Waterproofing Laminate Flooring: The Ultimate Guide

A great advantage to having laminate flooring in your home is that your floors have a hardwood look. It’s affordable and easy to install. You can easily achieve an elegant look to your home with this simple type of flooring. However, one of the only downsides to this type of flooring is that it isn’t waterproof. This makes the foundation susceptible to water damage. If you live in a high moisture climate or if your room gets wet regularly, it may be necessary to waterproof your laminate floors to make them water-resistant.

It’s essential that you are on the lookout for and aware of the presence of moisture so you can avoid your floor becoming damaged. The best way to save yourself money, in the long run, is to be proactive as soon as possible! By proactively watching for leaks, moisture, and other water-related issues, you can prevent spending unnecessary money and time replacing your flooring. This article serves as your ultimate guide to waterproofing your laminate floors!

It’s essential to protect your laminate flooring, just like it’s essential for you to protect yourself, your home, your health, and your property.

How to Waterproof Laminate Flooring

So, how do you waterproof laminate flooring? There are a few options you have when it comes to waterproofing your laminate floor. If you haven’t laid your laminate flooring already, to begin with, you could buy waterproofed flooring. If you’re a homeowner who has regular laminate already installed, you may not want to rip it up and start again. 

Another solution is to seal the locking mechanisms, where the laminate planks meet as you install the flooring, with a laminate floor sealing. These are usually found at most home improvement stores. These sealants don’t usually glue the planks together, so if you ever need to lift the floor, you can. It’s essential that you buy a sealant that is specific to your laminate. 

A third option is to caulk any expansion gaps by walls and fixtures to prevent water damage in areas that are most vulnerable. Last, you can cover your laminate with polyurethane, which aside from installing waterproof flooring, is the most effective solution. It’s important to know that polyurethane will not adhere well to the top layer of resin on your laminate floor. You’ll have to apply the polyurethane with a mop and allow it to dry. Repeat the process for two coats at a minimum.
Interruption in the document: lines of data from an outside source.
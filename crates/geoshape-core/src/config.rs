use crate::crs::{Crs, CrsDefinition};
use crate::error::{GeoshapeError, Result};
use crate::models::OverridePolicy;
use serde::{Deserialize, Serialize};
use std::collections::HashMap;
use std::env;
use std::fs;
use std::path::Path;

/// Default number of decimal places used when printing coordinates
pub const DEFAULT_PRECISION: usize = 6;

const MAX_PRECISION: usize = 15;

/// Configuration source for tracking where values come from
#[derive(Debug, Clone, Copy, PartialEq, Eq, Serialize, Deserialize)]
pub enum ConfigSource {
    /// Default value
    Default,
    /// Loaded from config file
    File,
    /// Loaded from environment variable
    Environment,
    /// Provided via CLI argument
    Cli,
}

impl ConfigSource {
    /// Returns the precedence level (higher = higher priority)
    pub fn precedence(&self) -> u8 {
        match self {
            ConfigSource::Default => 0,
            ConfigSource::File => 1,
            ConfigSource::Environment => 2,
            ConfigSource::Cli => 3,
        }
    }
}

/// A configuration value with its source
#[derive(Debug, Clone, Serialize, Deserialize)]
pub struct ConfigValue<T> {
    pub value: T,
    pub source: ConfigSource,
}

impl<T> ConfigValue<T> {
    pub fn new(value: T, source: ConfigSource) -> Self {
        Self { value, source }
    }

    /// Update the value if the new source has higher precedence
    pub fn update(&mut self, value: T, source: ConfigSource) {
        if source.precedence() > self.source.precedence() {
            self.value = value;
            self.source = source;
        }
    }
}

/// Layered configuration for GeoShape
#[derive(Debug, Clone)]
pub struct LayeredConfig {
    /// CRS given to input geometries that carry none
    pub default_crs: ConfigValue<Option<String>>,
    pub override_policy: ConfigValue<OverridePolicy>,
    pub precision: ConfigValue<usize>,
}

impl LayeredConfig {
    /// Create a new configuration with default values
    pub fn with_defaults() -> Self {
        Self {
            default_crs: ConfigValue::new(None, ConfigSource::Default),
            override_policy: ConfigValue::new(OverridePolicy::Reject, ConfigSource::Default),
            precision: ConfigValue::new(DEFAULT_PRECISION, ConfigSource::Default),
        }
    }

    /// Load configuration from a TOML file
    pub fn load_from_file<P: AsRef<Path>>(mut self, path: P) -> Result<Self> {
        let content = fs::read_to_string(path.as_ref())?;

        let file_config: FileConfig =
            toml::from_str(&content).map_err(|e| GeoshapeError::ConfigInvalid {
                key: "file".to_string(),
                reason: format!("Failed to parse TOML: {}", e),
            })?;

        if let Some(default_crs) = file_config.default_crs {
            let default_crs = parse_default_crs(&default_crs)?;
            self.default_crs.update(Some(default_crs), ConfigSource::File);
        }

        if let Some(allow_override) = file_config.allow_override {
            self.override_policy.update(allow_override.into(), ConfigSource::File);
        }

        if let Some(precision) = file_config.precision {
            self.precision.update(check_precision(precision)?, ConfigSource::File);
        }

        Ok(self)
    }

    /// Load configuration from environment variables
    pub fn load_from_env(mut self) -> Self {
        // GEOSHAPE_DEFAULT_CRS
        if let Ok(crs_str) = env::var("GEOSHAPE_DEFAULT_CRS") {
            match parse_default_crs(&crs_str) {
                Ok(crs) => self.default_crs.update(Some(crs), ConfigSource::Environment),
                Err(e) => tracing::warn!("Invalid GEOSHAPE_DEFAULT_CRS value '{}': {}", crs_str, e),
            }
        }

        // GEOSHAPE_ALLOW_OVERRIDE
        if let Ok(flag_str) = env::var("GEOSHAPE_ALLOW_OVERRIDE") {
            match parse_override_policy(&flag_str) {
                Ok(policy) => self.override_policy.update(policy, ConfigSource::Environment),
                Err(_) => tracing::warn!(
                    "Invalid GEOSHAPE_ALLOW_OVERRIDE value '{}': expected true or false",
                    flag_str
                ),
            }
        }

        // GEOSHAPE_PRECISION
        if let Ok(precision_str) = env::var("GEOSHAPE_PRECISION") {
            match precision_str.parse::<usize>() {
                Ok(precision) if precision <= MAX_PRECISION => {
                    self.precision.update(precision, ConfigSource::Environment)
                }
                _ => tracing::warn!(
                    "Invalid GEOSHAPE_PRECISION value '{}': expected an integer between 0 and {}",
                    precision_str,
                    MAX_PRECISION
                ),
            }
        }

        self
    }

    /// Update configuration from CLI arguments
    pub fn update_from_cli(&mut self, overrides: CliConfigOverrides) {
        if let Some(default_crs) = overrides.default_crs {
            self.default_crs.update(Some(default_crs), ConfigSource::Cli);
        }

        if let Some(policy) = overrides.override_policy {
            self.override_policy.update(policy, ConfigSource::Cli);
        }

        if let Some(precision) = overrides.precision {
            self.precision.update(precision.min(MAX_PRECISION), ConfigSource::Cli);
        }
    }

    /// Resolve the configured default CRS
    pub fn default_crs(&self) -> Result<Option<Crs>> {
        self.default_crs.value.as_deref().map(Crs::from_user_input).transpose()
    }

    /// Get all configuration values as a map for inspection
    pub fn to_inspection_map(&self) -> HashMap<String, (String, ConfigSource)> {
        let mut map = HashMap::new();

        map.insert(
            "default_crs".to_string(),
            (
                self.default_crs.value.clone().unwrap_or_else(|| "none".to_string()),
                self.default_crs.source,
            ),
        );

        map.insert(
            "override_policy".to_string(),
            (format!("{:?}", self.override_policy.value), self.override_policy.source),
        );

        map.insert(
            "precision".to_string(),
            (self.precision.value.to_string(), self.precision.source),
        );

        map
    }
}

/// Configuration loaded from TOML file
#[derive(Debug, Deserialize, Serialize)]
struct FileConfig {
    default_crs: Option<String>,
    allow_override: Option<bool>,
    precision: Option<usize>,
}

/// CLI configuration overrides
#[derive(Debug, Default)]
pub struct CliConfigOverrides {
    pub default_crs: Option<String>,
    pub override_policy: Option<OverridePolicy>,
    pub precision: Option<usize>,
}

/// Normalize a configured CRS without building it
pub fn parse_default_crs(s: &str) -> Result<String> {
    CrsDefinition::parse(s).map(|def| def.as_definition().into_owned()).map_err(|e| {
        GeoshapeError::ConfigInvalid { key: "default_crs".to_string(), reason: e.to_string() }
    })
}

/// Parse override policy from a boolean-like string
pub fn parse_override_policy(s: &str) -> Result<OverridePolicy> {
    match s.to_lowercase().as_str() {
        "true" | "yes" | "1" | "allow" => Ok(OverridePolicy::Allow),
        "false" | "no" | "0" | "reject" => Ok(OverridePolicy::Reject),
        _ => Err(GeoshapeError::ConfigInvalid {
            key: "allow_override".to_string(),
            reason: format!("Invalid override flag: {}. Use true or false", s),
        }),
    }
}

fn check_precision(precision: usize) -> Result<usize> {
    if precision > MAX_PRECISION {
        return Err(GeoshapeError::ConfigInvalid {
            key: "precision".to_string(),
            reason: format!("{} exceeds the maximum of {}", precision, MAX_PRECISION),
        });
    }
    Ok(precision)
}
The Pros and Cons of Sealing Laminate Floors

Pros:

  • The right sealant can provide excellent spill protection.
  • When you seal laminate floor expansion spaces in your kitchen or bathroom, there’s less risk of subfloor damage in case of a large spill or leak.
  • A sealant is relatively inexpensive.
  • It’s easy to apply to your laminate floor!

Cons:

  • Some laminate floor brands aren’t designed to be sealed. It’s crucial that you confirm that the brand of flooring you install is compatible with sealant!
  • Laminate floors can be slippery or dangerous when a sealant is applied to the entire floor.
  • When a sealant is applied against a manufacturer’s recommendations, the flooring warranty may become void.

Edges vs. the Whole Floor

There are some recommendations to apply a coat of waxy polish or sealant to an entire laminate floor. While many laminate brands work with this type of sealant, some manufacturers recommend avoiding sealing laminate floors as a whole. Most brands of laminate flooring are made with a thin layer of plastic materials covering the layer with the wood grain pattern. This layer is often moisture-resistant, which makes it non-porous. There isn’t anything for the sealant to bond with and absorb into.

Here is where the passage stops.